2025年12月22日
ガスコンロからIHへ工事不要で交換!据え置き型の選び方と電源

ガスコンロからIHへ工事不要で交換することは、「据え置き型IHクッキングヒーター」を使えば実現できます。これは、現在のガスコンロがあった場所にそのまま置くだけで使えるタイプです。ただし、交換において最も重要なのは電源の確保です。火力が強い200VのIHを使うには、専用コンセントが必要になることが多いと知っておきましょう。
据え置き型IHは、ガスコンロの撤去後に設置するだけで済むように作られているため、大掛かりな電気配線工事が必要ありません。しかし、IHの最大の魅力である高い火力を利用するためには、高い電圧(200V)に対応できるコンセントがキッチンにあるかどうかを事前に確認する必要があるからです。
例えば、賃貸住宅で200Vの電源がない場合でも、100Vの据え置き型IHを選べば、工事不要でIHのメリット(掃除のしやすさ、安全性)をすぐに得ることができます。ただし、100Vは火力が弱いため、調理方法によっては物足りなく感じる場合があります。
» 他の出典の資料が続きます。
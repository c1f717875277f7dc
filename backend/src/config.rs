//! Service settings loaded via OrthoConfig.
//!
//! Call limits carry OrthoConfig defaults; every other field is optional and
//! its accessor falls back to the default documented on the field. [`AnalysisSettings::service_config`] validates the whole
//! set once at startup.

use std::time::Duration;

use ortho_config::OrthoConfig;
use serde::Deserialize;

use crate::domain::{
    AnalysisStrategy, Error, NearbyCityConfig, OperatingBounds, RateTable, SiteAnalysisConfig,
    StrategyKind,
};

const DEFAULT_TIMEOUT_MS: u64 = 5_000;
const DEFAULT_MAX_CONCURRENT_CALLS: usize = 8;
const DEFAULT_BUDGET_CEILING: f64 = 0.50;

/// Settings for the analysis service and its adapters.
#[derive(Debug, Clone, Deserialize, OrthoConfig)]
#[ortho_config(prefix = "GEO_ANALYSIS")]
pub struct AnalysisSettings {
    /// `cost_minimizing`, `balanced` (default), or `comprehensive`.
    pub strategy: Option<String>,
    /// Operating box; defaults to Sri Lanka.
    pub min_latitude: Option<f64>,
    pub max_latitude: Option<f64>,
    pub min_longitude: Option<f64>,
    pub max_longitude: Option<f64>,
    /// Bound on each external call, in milliseconds.
    #[ortho_config(default = 5_000)]
    pub upstream_timeout_ms: u64,
    /// Provider calls in flight at once.
    #[ortho_config(default = 8)]
    pub max_concurrent_calls: usize,
    /// Nearby-city search radius in kilometres (default 50).
    pub nearby_radius_km: Option<f64>,
    /// Nearby cities returned (default 5).
    pub nearby_limit: Option<usize>,
    /// Spend per analysis above which an advisory is attached (default 0.50).
    pub budget_ceiling: Option<f64>,
    pub rate_geocode: Option<f64>,
    pub rate_poi_group: Option<f64>,
    pub rate_route: Option<f64>,
    pub rate_imagery: Option<f64>,
    /// Google Maps Platform key; without it an offline gateway is used.
    pub api_key: Option<String>,
    /// PostgreSQL URL; without it cities and bundles live in memory.
    pub database_url: Option<String>,
    /// Redis URL; without it the cache lives in memory.
    pub redis_url: Option<String>,
}

impl Default for AnalysisSettings {
    fn default() -> Self {
        Self {
            strategy: None,
            min_latitude: None,
            max_latitude: None,
            min_longitude: None,
            max_longitude: None,
            upstream_timeout_ms: DEFAULT_TIMEOUT_MS,
            max_concurrent_calls: DEFAULT_MAX_CONCURRENT_CALLS,
            nearby_radius_km: None,
            nearby_limit: None,
            budget_ceiling: None,
            rate_geocode: None,
            rate_poi_group: None,
            rate_route: None,
            rate_imagery: None,
            api_key: None,
            database_url: None,
            redis_url: None,
        }
    }
}

impl AnalysisSettings {
    /// Strategy preset, parsed.
    pub fn strategy_kind(&self) -> Result<StrategyKind, Error> {
        self.strategy
            .as_deref()
            .map_or(Ok(StrategyKind::default()), str::parse)
            .map_err(|err| Error::invalid_input(format!("strategy: {err}")))
    }

    pub fn upstream_timeout(&self) -> Duration {
        Duration::from_millis(self.upstream_timeout_ms)
    }

    pub fn max_concurrent_calls(&self) -> usize {
        self.max_concurrent_calls
    }

    pub fn budget_ceiling(&self) -> f64 {
        self.budget_ceiling.unwrap_or(DEFAULT_BUDGET_CEILING)
    }

    /// Operating box, validated.
    pub fn bounds(&self) -> Result<OperatingBounds, Error> {
        let fallback = OperatingBounds::sri_lanka();
        match (
            self.min_latitude,
            self.max_latitude,
            self.min_longitude,
            self.max_longitude,
        ) {
            (None, None, None, None) => Ok(fallback),
            (min_lat, max_lat, min_lon, max_lon) => OperatingBounds::new(
                min_lat.unwrap_or(fallback.min_latitude()),
                max_lat.unwrap_or(fallback.max_latitude()),
                min_lon.unwrap_or(fallback.min_longitude()),
                max_lon.unwrap_or(fallback.max_longitude()),
            )
            .map_err(|err| Error::invalid_input(format!("operating bounds: {err}"))),
        }
    }

    /// Per-call rates, defaults filled in.
    pub fn rates(&self) -> RateTable {
        let defaults = RateTable::default();
        RateTable {
            geocode: self.rate_geocode.unwrap_or(defaults.geocode),
            poi_group: self.rate_poi_group.unwrap_or(defaults.poi_group),
            route: self.rate_route.unwrap_or(defaults.route),
            imagery: self.rate_imagery.unwrap_or(defaults.imagery),
        }
    }

    pub fn nearby(&self) -> NearbyCityConfig {
        let defaults = NearbyCityConfig::default();
        NearbyCityConfig {
            radius_km: self.nearby_radius_km.unwrap_or(defaults.radius_km),
            limit: self.nearby_limit.unwrap_or(defaults.limit),
        }
    }

    /// Provider key, ignoring blank values.
    pub fn api_key(&self) -> Option<&str> {
        self.api_key.as_deref().map(str::trim).filter(|key| !key.is_empty())
    }

    /// Validate everything and build the service configuration.
    ///
    /// # Errors
    ///
    /// [`ErrorCode::InvalidInput`](crate::domain::ErrorCode::InvalidInput)
    /// naming the first offending setting.
    pub fn service_config(&self) -> Result<SiteAnalysisConfig, Error> {
        let strategy = AnalysisStrategy::preset(self.strategy_kind()?);
        let bounds = self.bounds()?;
        if self.upstream_timeout().is_zero() {
            return Err(Error::invalid_input("upstream_timeout_ms must be positive"));
        }
        if self.max_concurrent_calls() == 0 {
            return Err(Error::invalid_input("max_concurrent_calls must be at least 1"));
        }
        let nearby = self.nearby();
        if !(nearby.radius_km.is_finite() && nearby.radius_km > 0.0) {
            return Err(Error::invalid_input("nearby_radius_km must be positive"));
        }
        if nearby.limit == 0 {
            return Err(Error::invalid_input("nearby_limit must be at least 1"));
        }
        let rates = self.rates();
        rates
            .validate()
            .map_err(|err| Error::invalid_input(format!("rates: {err}")))?;
        let budget_ceiling = self.budget_ceiling();
        if !(budget_ceiling.is_finite() && budget_ceiling >= 0.0) {
            return Err(Error::invalid_input("budget_ceiling must be a non-negative number"));
        }

        Ok(SiteAnalysisConfig {
            strategy,
            bounds,
            call_timeout: self.upstream_timeout(),
            max_concurrent_calls: self.max_concurrent_calls(),
            nearby,
            rates,
            budget_ceiling,
        })
    }
}
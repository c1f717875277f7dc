//! Namespaced, fingerprinted cache keys.
//!
//! Keys look like `geo:v1:{category}:{sha256}` where the digest covers a
//! canonical rendering of the rounded coordinate and every parameter that
//! changes the cached payload.

use sha2::{Digest, Sha256};
use thiserror::Error;

use super::cache_store::CacheCategory;
use crate::domain::Coordinate;

/// Prefix shared by every key this service writes.
pub const KEY_NAMESPACE: &str = "geo:v1";

/// Cache key used to store and retrieve analysis fragments.
#[derive(Debug, Clone, PartialEq, Eq, Hash)]
pub struct CacheKey(String);

impl CacheKey {
    /// Construct a key after checking it is non-empty and trimmed.
    pub fn new(value: impl Into<String>) -> Result<Self, CacheKeyValidationError> {
        let raw = value.into();
        if raw.trim().is_empty() {
            return Err(CacheKeyValidationError::Empty);
        }
        if raw.trim() != raw {
            return Err(CacheKeyValidationError::ContainsWhitespace);
        }
        Ok(Self(raw))
    }

    /// Start building a fingerprinted key for `category` at `coordinate`.
    ///
    /// # Examples
    /// ```
    /// use geo_analysis::domain::Coordinate;
    /// use geo_analysis::domain::ports::{CacheCategory, CacheKey};
    ///
    /// let here = Coordinate::new(6.9271, 79.8612).expect("valid");
    /// let key = CacheKey::builder(CacheCategory::PoiData, here)
    ///     .param("radius_m", 2000)
    ///     .build();
    /// assert!(key.as_str().starts_with("geo:v1:poi_data:"));
    /// ```
    pub fn builder(category: CacheCategory, coordinate: Coordinate) -> CacheKeyBuilder {
        CacheKeyBuilder {
            category,
            coordinate_key: coordinate.key(),
            params: Vec::new(),
        }
    }

    /// Borrow the underlying key.
    pub fn as_str(&self) -> &str {
        self.0.as_str()
    }
}

impl std::fmt::Display for CacheKey {
    fn fmt(&self, f: &mut std::fmt::Formatter<'_>) -> std::fmt::Result {
        f.write_str(self.as_str())
    }
}

impl AsRef<str> for CacheKey {
    fn as_ref(&self) -> &str {
        self.as_str()
    }
}

/// Validation errors returned when constructing [`CacheKey`].
#[derive(Debug, Clone, PartialEq, Eq, Error)]
pub enum CacheKeyValidationError {
    /// Key is empty after trimming whitespace.
    #[error("cache key must not be empty")]
    Empty,
    /// Key contains leading or trailing whitespace.
    #[error("cache key must not contain surrounding whitespace")]
    ContainsWhitespace,
}

/// Accumulates key parameters; parameter order does not affect the digest.
#[derive(Debug, Clone)]
pub struct CacheKeyBuilder {
    category: CacheCategory,
    coordinate_key: String,
    params: Vec<(String, String)>,
}

impl CacheKeyBuilder {
    /// Add a named parameter.
    pub fn param(mut self, name: &str, value: impl std::fmt::Display) -> Self {
        self.params.push((name.to_owned(), value.to_string()));
        self
    }

    /// Canonical text the digest is computed over.
    pub fn canonical(&self) -> String {
        let mut params = self.params.clone();
        params.sort();
        let mut canonical = format!("at={}", self.coordinate_key);
        for (name, value) in params {
            canonical.push('|');
            canonical.push_str(&name);
            canonical.push('=');
            canonical.push_str(&value);
        }
        canonical
    }

    /// Finish the key.
    pub fn build(self) -> CacheKey {
        let digest = Sha256::digest(self.canonical().as_bytes());
        CacheKey(format!(
            "{KEY_NAMESPACE}:{}:{}",
            self.category.as_str(),
            hex::encode(digest)
        ))
    }
}
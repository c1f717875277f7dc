//! Internal Diesel row structs. Never exposed to the domain.

use chrono::{DateTime, Utc};
use diesel::prelude::*;
use diesel::sql_types::{Bool, Double, Nullable, Text};

use super::schema::{analysis_bundles, cities};

/// Row read from `cities`.
#[derive(Debug, Clone, Queryable, Selectable)]
#[diesel(table_name = cities)]
#[diesel(check_for_backend(diesel::pg::Pg))]
pub(crate) struct CityRow {
    pub name: String,
    pub country: String,
    pub state: Option<String>,
    pub latitude: f64,
    pub longitude: f64,
    pub population: Option<i64>,
    pub is_major_city: bool,
    pub timezone: Option<String>,
}

/// Row returned by the spatial radius query.
#[derive(Debug, Clone, QueryableByName)]
pub(crate) struct CityDistanceRow {
    #[diesel(sql_type = Text)]
    pub name: String,
    #[diesel(sql_type = Text)]
    pub country: String,
    #[diesel(sql_type = Nullable<Text>)]
    pub state: Option<String>,
    #[diesel(sql_type = Double)]
    pub latitude: f64,
    #[diesel(sql_type = Double)]
    pub longitude: f64,
    #[diesel(sql_type = Nullable<diesel::sql_types::BigInt>)]
    pub population: Option<i64>,
    #[diesel(sql_type = Bool)]
    pub is_major_city: bool,
    #[diesel(sql_type = Nullable<Text>)]
    pub timezone: Option<String>,
    #[diesel(sql_type = Double)]
    pub distance_km: f64,
}

impl CityDistanceRow {
    pub(crate) fn split(self) -> (CityRow, f64) {
        (
            CityRow {
                name: self.name,
                country: self.country,
                state: self.state,
                latitude: self.latitude,
                longitude: self.longitude,
                population: self.population,
                is_major_city: self.is_major_city,
                timezone: self.timezone,
            },
            self.distance_km,
        )
    }
}

/// Insertable city; `geom` is maintained by a trigger when PostGIS exists.
#[derive(Debug, Clone, Insertable)]
#[diesel(table_name = cities)]
pub(crate) struct NewCityRow<'a> {
    pub name: &'a str,
    pub country: &'a str,
    pub state: Option<&'a str>,
    pub latitude: f64,
    pub longitude: f64,
    pub population: Option<i64>,
    pub is_major_city: bool,
    pub timezone: Option<&'a str>,
}

/// Row read from `analysis_bundles`.
#[derive(Debug, Clone, Queryable, Selectable)]
#[diesel(table_name = analysis_bundles)]
#[diesel(check_for_backend(diesel::pg::Pg))]
pub(crate) struct AnalysisBundleRow {
    pub payload: serde_json::Value,
}

/// Insertable bundle payload.
#[derive(Debug, Clone, Insertable)]
#[diesel(table_name = analysis_bundles)]
pub(crate) struct NewAnalysisBundleRow<'a> {
    pub coordinate_key: &'a str,
    pub latitude: f64,
    pub longitude: f64,
    pub strategy: &'a str,
    pub payload: serde_json::Value,
    pub generated_at: DateTime<Utc>,
}
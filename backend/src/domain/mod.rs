//! Domain layer: site analysis semantics independent of any provider,
//! cache, or database.
//!
//! Resolvers take their collaborators as port trait objects, return
//! [`Resolved`] values carrying request-scoped call counts, and never fail;
//! only request validation produces an [`Error`].

pub mod address;
pub mod admin_hierarchy;
pub mod bundle;
pub mod cache_access;
pub mod category;
pub mod coordinate;
pub mod cost;
pub mod error;
pub mod fallback;
pub mod imagery;
pub mod nearby_cities;
pub mod orchestrator;
pub mod poi_locator;
pub mod ports;
pub mod request;
pub mod resolution;
pub mod route;
pub mod router;
pub mod strategy;
pub mod upstream_guard;

pub use self::address::{Address, AddressResolver};
pub use self::admin_hierarchy::{AdministrativeHierarchy, AdministrativeHierarchyResolver};
pub use self::bundle::{AnalysisBundle, Branch, BranchReport};
pub use self::cache_access::AnalysisCache;
pub use self::category::{
    CatalogueError, CategoryCatalogue, CategoryGroup, CategoryGrouping, FacilityCategory,
};
pub use self::coordinate::{Coordinate, CoordinateValidationError, OperatingBounds};
pub use self::cost::{BudgetAdvisory, CostEstimate, CostEstimator, RateTable};
pub use self::error::{Error, ErrorCode};
pub use self::fallback::{FallbackLadder, Tiered};
pub use self::imagery::{ImageryReference, ImageryReferenceBuilder, ImageryView};
pub use self::nearby_cities::{City, NearbyCityConfig, NearbyCityLocator, PopulationTier};
pub use self::orchestrator::{SiteAnalysisConfig, SiteAnalysisPorts, SiteAnalysisService};
pub use self::poi_locator::{PoiLocator, PoiSearch, PointOfInterest};
pub use self::request::{AnalysisRequest, AnalysisRequestInput};
pub use self::resolution::{BranchStatus, Resolved, UpstreamCalls};
pub use self::route::{DirectionResult, RouteStep, RouteTier, TravelMode};
pub use self::router::Router;
pub use self::strategy::{AnalysisStrategy, CacheTtls, ReferenceLocation, StrategyKind};
pub use self::upstream_guard::GuardedGeoGateway;
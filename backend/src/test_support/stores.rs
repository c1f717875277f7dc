//! Adapters that misbehave on purpose.

use async_trait::async_trait;

use crate::domain::AnalysisBundle;
use crate::domain::ports::{
    AnalysisBundleRepository, AnalysisBundleRepositoryError, CitiesWithinRequest, CityDistance,
    CityRecord, CityStore, CityStoreError,
};

/// City store whose every call panics.
#[derive(Debug, Default, Clone, Copy)]
pub struct PanickingCityStore;

#[async_trait]
impl CityStore for PanickingCityStore {
    async fn cities_within(
        &self,
        _request: &CitiesWithinRequest,
    ) -> Result<Vec<CityDistance>, CityStoreError> {
        panic!("city index corrupted");
    }

    async fn all_cities(&self) -> Result<Vec<CityRecord>, CityStoreError> {
        panic!("city index corrupted");
    }

    async fn upsert_cities(&self, _cities: &[CityRecord]) -> Result<usize, CityStoreError> {
        panic!("city index corrupted");
    }
}

/// Repository that rejects every write and finds nothing.
#[derive(Debug, Default, Clone, Copy)]
pub struct FailingBundleRepository;

#[async_trait]
impl AnalysisBundleRepository for FailingBundleRepository {
    async fn upsert(&self, _bundle: &AnalysisBundle) -> Result<(), AnalysisBundleRepositoryError> {
        Err(AnalysisBundleRepositoryError::connection("database unreachable"))
    }

    async fn find_by_coordinate_key(
        &self,
        _coordinate_key: &str,
    ) -> Result<Option<AnalysisBundle>, AnalysisBundleRepositoryError> {
        Err(AnalysisBundleRepositoryError::connection("database unreachable"))
    }
}
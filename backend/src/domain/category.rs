//! Facility categories, provider tag mapping, and request grouping.
//!
//! The catalogue is a static table checked once at start-up by
//! [`CategoryCatalogue::validate`]. Handing out a [`CategoryCatalogue`] value
//! only after validation means the classifier never sees an inconsistent
//! table.

use std::collections::{BTreeSet, HashMap};
use std::str::FromStr;

use serde::{Deserialize, Serialize};

/// Upper bound on provider calls per radius tier.
pub const MAX_GROUPS: usize = 4;

/// A facility class reported on points of interest.
#[derive(Debug, Clone, Copy, PartialEq, Eq, Hash, PartialOrd, Ord, Serialize, Deserialize)]
#[serde(rename_all = "snake_case")]
pub enum FacilityCategory {
    School,
    University,
    Hospital,
    Pharmacy,
    Police,
    FireStation,
    Bank,
    PostOffice,
    GovernmentOffice,
    Library,
    Supermarket,
    ShoppingMall,
    Restaurant,
    FuelStation,
    TransitStation,
    PlaceOfWorship,
    Park,
    TouristAttraction,
    /// Catch-all for places that match no known tag or keyword. Never
    /// requestable.
    Other,
}
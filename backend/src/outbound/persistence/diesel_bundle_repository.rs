//! PostgreSQL-backed analysis bundle repository.

use async_trait::async_trait;
use diesel::prelude::*;
use diesel::upsert::excluded;
use diesel_async::RunQueryDsl;

use crate::domain::AnalysisBundle;
use crate::domain::ports::{AnalysisBundleRepository, AnalysisBundleRepositoryError};

use super::diesel_helpers::{is_connection_error, map_diesel_error_message};
use super::models::{AnalysisBundleRow, NewAnalysisBundleRow};
use super::pool::{DbPool, PoolError};
use super::schema::analysis_bundles;

/// Stores bundles as JSONB keyed by coordinate key.
#[derive(Clone)]
pub struct DieselAnalysisBundleRepository {
    pool: DbPool,
}

impl DieselAnalysisBundleRepository {
    pub fn new(pool: DbPool) -> Self {
        Self { pool }
    }
}

fn map_pool_error(error: PoolError) -> AnalysisBundleRepositoryError {
    AnalysisBundleRepositoryError::connection(error.into_message())
}

fn map_diesel_error(error: &diesel::result::Error, operation: &str) -> AnalysisBundleRepositoryError {
    let message = map_diesel_error_message(error, operation);
    if is_connection_error(error) {
        AnalysisBundleRepositoryError::connection(message)
    } else {
        AnalysisBundleRepositoryError::query(message)
    }
}

#[async_trait]
impl AnalysisBundleRepository for DieselAnalysisBundleRepository {
    async fn upsert(&self, bundle: &AnalysisBundle) -> Result<(), AnalysisBundleRepositoryError> {
        let payload = serde_json::to_value(bundle)
            .map_err(|err| AnalysisBundleRepositoryError::serialization(err.to_string()))?;
        let row = NewAnalysisBundleRow {
            coordinate_key: &bundle.coordinate_key,
            latitude: bundle.coordinate.latitude(),
            longitude: bundle.coordinate.longitude(),
            strategy: bundle.strategy.as_str(),
            payload,
            generated_at: bundle.generated_at,
        };

        let mut conn = self.pool.get().await.map_err(map_pool_error)?;
        diesel::insert_into(analysis_bundles::table)
            .values(&row)
            .on_conflict(analysis_bundles::coordinate_key)
            .do_update()
            .set((
                analysis_bundles::latitude.eq(excluded(analysis_bundles::latitude)),
                analysis_bundles::longitude.eq(excluded(analysis_bundles::longitude)),
                analysis_bundles::strategy.eq(excluded(analysis_bundles::strategy)),
                analysis_bundles::payload.eq(excluded(analysis_bundles::payload)),
                analysis_bundles::generated_at.eq(excluded(analysis_bundles::generated_at)),
                analysis_bundles::updated_at.eq(diesel::dsl::now),
            ))
            .execute(&mut conn)
            .await
            .map_err(|err| map_diesel_error(&err, "upsert analysis bundle"))?;
        Ok(())
    }

    async fn find_by_coordinate_key(
        &self,
        coordinate_key: &str,
    ) -> Result<Option<AnalysisBundle>, AnalysisBundleRepositoryError> {
        let mut conn = self.pool.get().await.map_err(map_pool_error)?;
        let row: Option<AnalysisBundleRow> = analysis_bundles::table
            .filter(analysis_bundles::coordinate_key.eq(coordinate_key))
            .select(AnalysisBundleRow::as_select())
            .first(&mut conn)
            .await
            .optional()
            .map_err(|err| map_diesel_error(&err, "find analysis bundle"))?;

        row.map(|row| {
            serde_json::from_value(row.payload)
                .map_err(|err| AnalysisBundleRepositoryError::serialization(err.to_string()))
        })
        .transpose()
    }
}
//! Port for persisting completed analysis bundles.

use async_trait::async_trait;

use super::define_port_error;
use crate::domain::AnalysisBundle;

define_port_error! {
    /// Errors surfaced by bundle repositories.
    pub enum AnalysisBundleRepositoryError {
        /// Connection could not be established or was lost.
        Connection { message: String } => "bundle repository connection failed: {message}",
        /// Query failed during execution.
        Query { message: String } => "bundle repository query failed: {message}",
        /// Stored payload could not be encoded or decoded.
        Serialization { message: String } => "bundle payload serialisation failed: {message}",
    }
}

/// Storage for the latest bundle per rounded coordinate.
#[cfg_attr(test, mockall::automock)]
#[async_trait]
pub trait AnalysisBundleRepository: Send + Sync {
    /// Insert or replace the bundle stored under its coordinate key.
    async fn upsert(
        &self,
        bundle: &AnalysisBundle,
    ) -> Result<(), AnalysisBundleRepositoryError>;

    /// Most recent bundle for `coordinate_key`.
    async fn find_by_coordinate_key(
        &self,
        coordinate_key: &str,
    ) -> Result<Option<AnalysisBundle>, AnalysisBundleRepositoryError>;
}

/// Repository that stores nothing and always reports success.
#[derive(Debug, Default, Clone, Copy)]
pub struct FixtureAnalysisBundleRepository;

#[async_trait]
impl AnalysisBundleRepository for FixtureAnalysisBundleRepository {
    async fn upsert(
        &self,
        _bundle: &AnalysisBundle,
    ) -> Result<(), AnalysisBundleRepositoryError> {
        Ok(())
    }

    async fn find_by_coordinate_key(
        &self,
        _coordinate_key: &str,
    ) -> Result<Option<AnalysisBundle>, AnalysisBundleRepositoryError> {
        Ok(None)
    }
}
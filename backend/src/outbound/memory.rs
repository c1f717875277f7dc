//! Process-local adapters used when no database is configured.

use std::sync::{RwLock, RwLockReadGuard, RwLockWriteGuard};

use async_trait::async_trait;
use dashmap::DashMap;

use crate::domain::AnalysisBundle;
use crate::domain::ports::{
    AnalysisBundleRepository, AnalysisBundleRepositoryError, CitiesWithinRequest, CityDistance,
    CityRecord, CityStore, CityStoreError,
};

/// City table held in memory, keyed by `(name, country)`.
///
/// With spatial support disabled, `cities_within` reports the query as
/// unavailable, which mirrors a database without PostGIS.
#[derive(Debug, Default)]
pub struct InMemoryCityStore {
    rows: RwLock<Vec<CityRecord>>,
    spatial: bool,
}

impl InMemoryCityStore {
    /// Store answering spatial queries.
    pub fn spatial() -> Self {
        Self {
            rows: RwLock::default(),
            spatial: true,
        }
    }

    /// Store that can only be scanned.
    pub fn scan_only() -> Self {
        Self::default()
    }

    #[must_use]
    pub fn with_cities(self, cities: Vec<CityRecord>) -> Self {
        Self {
            rows: RwLock::new(cities),
            spatial: self.spatial,
        }
    }

    fn read(&self) -> Result<RwLockReadGuard<'_, Vec<CityRecord>>, CityStoreError> {
        self.rows
            .read()
            .map_err(|_| CityStoreError::query("city table lock poisoned"))
    }

    fn write(&self) -> Result<RwLockWriteGuard<'_, Vec<CityRecord>>, CityStoreError> {
        self.rows
            .write()
            .map_err(|_| CityStoreError::query("city table lock poisoned"))
    }
}

#[async_trait]
impl CityStore for InMemoryCityStore {
    async fn cities_within(
        &self,
        request: &CitiesWithinRequest,
    ) -> Result<Vec<CityDistance>, CityStoreError> {
        if !self.spatial {
            return Err(CityStoreError::function_unavailable(
                "in-memory store has no spatial index",
            ));
        }
        let mut within: Vec<CityDistance> = self
            .read()?
            .iter()
            .map(|city| CityDistance {
                distance_km: request.center.distance_meters(&city.coordinate) / 1_000.0,
                city: city.clone(),
            })
            .filter(|row| row.distance_km <= request.radius_km)
            .collect();
        within.sort_by(|a, b| a.distance_km.total_cmp(&b.distance_km));
        within.truncate(request.limit);
        Ok(within)
    }

    async fn all_cities(&self) -> Result<Vec<CityRecord>, CityStoreError> {
        Ok(self.read()?.clone())
    }

    async fn upsert_cities(&self, cities: &[CityRecord]) -> Result<usize, CityStoreError> {
        let mut rows = self.write()?;
        for city in cities {
            match rows
                .iter_mut()
                .find(|row| row.name == city.name && row.country == city.country)
            {
                Some(existing) => existing.clone_from(city),
                None => rows.push(city.clone()),
            }
        }
        Ok(cities.len())
    }
}

/// Bundles held in memory, keyed by coordinate key.
#[derive(Debug, Default)]
pub struct InMemoryBundleRepository {
    bundles: DashMap<String, AnalysisBundle>,
}

impl InMemoryBundleRepository {
    pub fn new() -> Self {
        Self::default()
    }

    pub fn len(&self) -> usize {
        self.bundles.len()
    }

    pub fn is_empty(&self) -> bool {
        self.bundles.is_empty()
    }
}

#[async_trait]
impl AnalysisBundleRepository for InMemoryBundleRepository {
    async fn upsert(&self, bundle: &AnalysisBundle) -> Result<(), AnalysisBundleRepositoryError> {
        self.bundles
            .insert(bundle.coordinate_key.clone(), bundle.clone());
        Ok(())
    }

    async fn find_by_coordinate_key(
        &self,
        coordinate_key: &str,
    ) -> Result<Option<AnalysisBundle>, AnalysisBundleRepositoryError> {
        Ok(self
            .bundles
            .get(coordinate_key)
            .map(|bundle| bundle.value().clone()))
    }
}

#[cfg(test)]
mod tests {
    //! Spatial filtering and upsert semantics.

    use super::*;
    use crate::domain::nearby_cities::seed_cities;
    use crate::test_support::colombo;
    use rstest::rstest;

    fn request(radius_km: f64, limit: usize) -> CitiesWithinRequest {
        CitiesWithinRequest {
            center: colombo(),
            radius_km,
            limit,
        }
    }

    #[rstest]
    #[tokio::test]
    async fn spatial_query_is_nearest_first_and_limited() {
        let store = InMemoryCityStore::spatial().with_cities(seed_cities());
        let rows = store.cities_within(&request(50.0, 2)).await.expect("query");
        let names: Vec<_> = rows.iter().map(|row| row.city.name.as_str()).collect();
        assert_eq!(names, ["Colombo", "Dehiwala-Mount Lavinia"]);
        assert!(rows.iter().all(|row| row.distance_km <= 50.0));
    }

    #[rstest]
    #[tokio::test]
    async fn scan_only_store_reports_function_unavailable() {
        let store = InMemoryCityStore::scan_only().with_cities(seed_cities());
        let err = store
            .cities_within(&request(50.0, 5))
            .await
            .expect_err("no spatial support");
        assert!(matches!(err, CityStoreError::FunctionUnavailable { .. }));
    }

    #[rstest]
    #[tokio::test]
    async fn upsert_replaces_on_name_and_country() {
        let store = InMemoryCityStore::scan_only();
        let mut cities = seed_cities();
        store.upsert_cities(&cities).await.expect("first upsert");
        let colombo = cities.first_mut().expect("seed");
        colombo.population = Some(1);
        store
            .upsert_cities(std::slice::from_ref(colombo))
            .await
            .expect("second upsert");

        let all = store.all_cities().await.expect("scan");
        assert_eq!(all.len(), seed_cities().len());
        let stored = all.iter().find(|city| city.name == "Colombo").expect("colombo");
        assert_eq!(stored.population, Some(1));
    }
}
この記事では、工事不要で交換できるIHの種類から、交換の具体的な手順、そして火力を決める電源環境の確認方法までをわかりやすく説明します。この情報をもとに、あなたのキッチンにぴったりのIH交換を実現しましょう。
工事不要でIHに交換できるのは据え置き型だけ
「工事不要」でガスコンロをIHに変えるという目的を達成できるのは、「据え置き型IHクッキングヒーター」という種類の製品に限られます。その仕組みと、工事が必要なタイプとの違いを知っておきましょう。
ガスコンロの代わりに置く「据え置き型」とは
据え置き型IHクッキングヒーターは、その名の通り、キッチン台の上に置いて使うタイプのIH機器です。
- 構造:
ビルトイン型とは違い、本体の底面がそのまま台の上に設置される形です。多くの場合、現在のガスコンロと同じくらいの幅(約60cmまたは75cm)に作られています。 - 設置方法:
古いガスコンロをどかした後、その開いたスペースに据え置き型IHを「置く」だけで設置が完了します。大掛かりな配線工事などは必要ありません。 - 電源:
本体から出ている電源コードを、壁のコンセントに差し込むだけで使えるようになります。この手軽さが、「工事不要」で交換できる最大の理由です。
ビルトイン型IHが工事必須となる理由
据え置き型に対して、キッチン台に完全に埋め込まれる「ビルトイン型IHクッキングヒーター」は、必ず電気工事が必要になります。
- 配線接続:
ビルトイン型には電源コードがなく、本体の裏側で、壁の中を通っている専用の太い電気配線に直接接続する必要があるからです。 - 電気工事士の資格:
この直接接続の作業は、感電や火災の危険を防ぐため、法律によって「電気工事士」の資格を持つ人しか行うことができません。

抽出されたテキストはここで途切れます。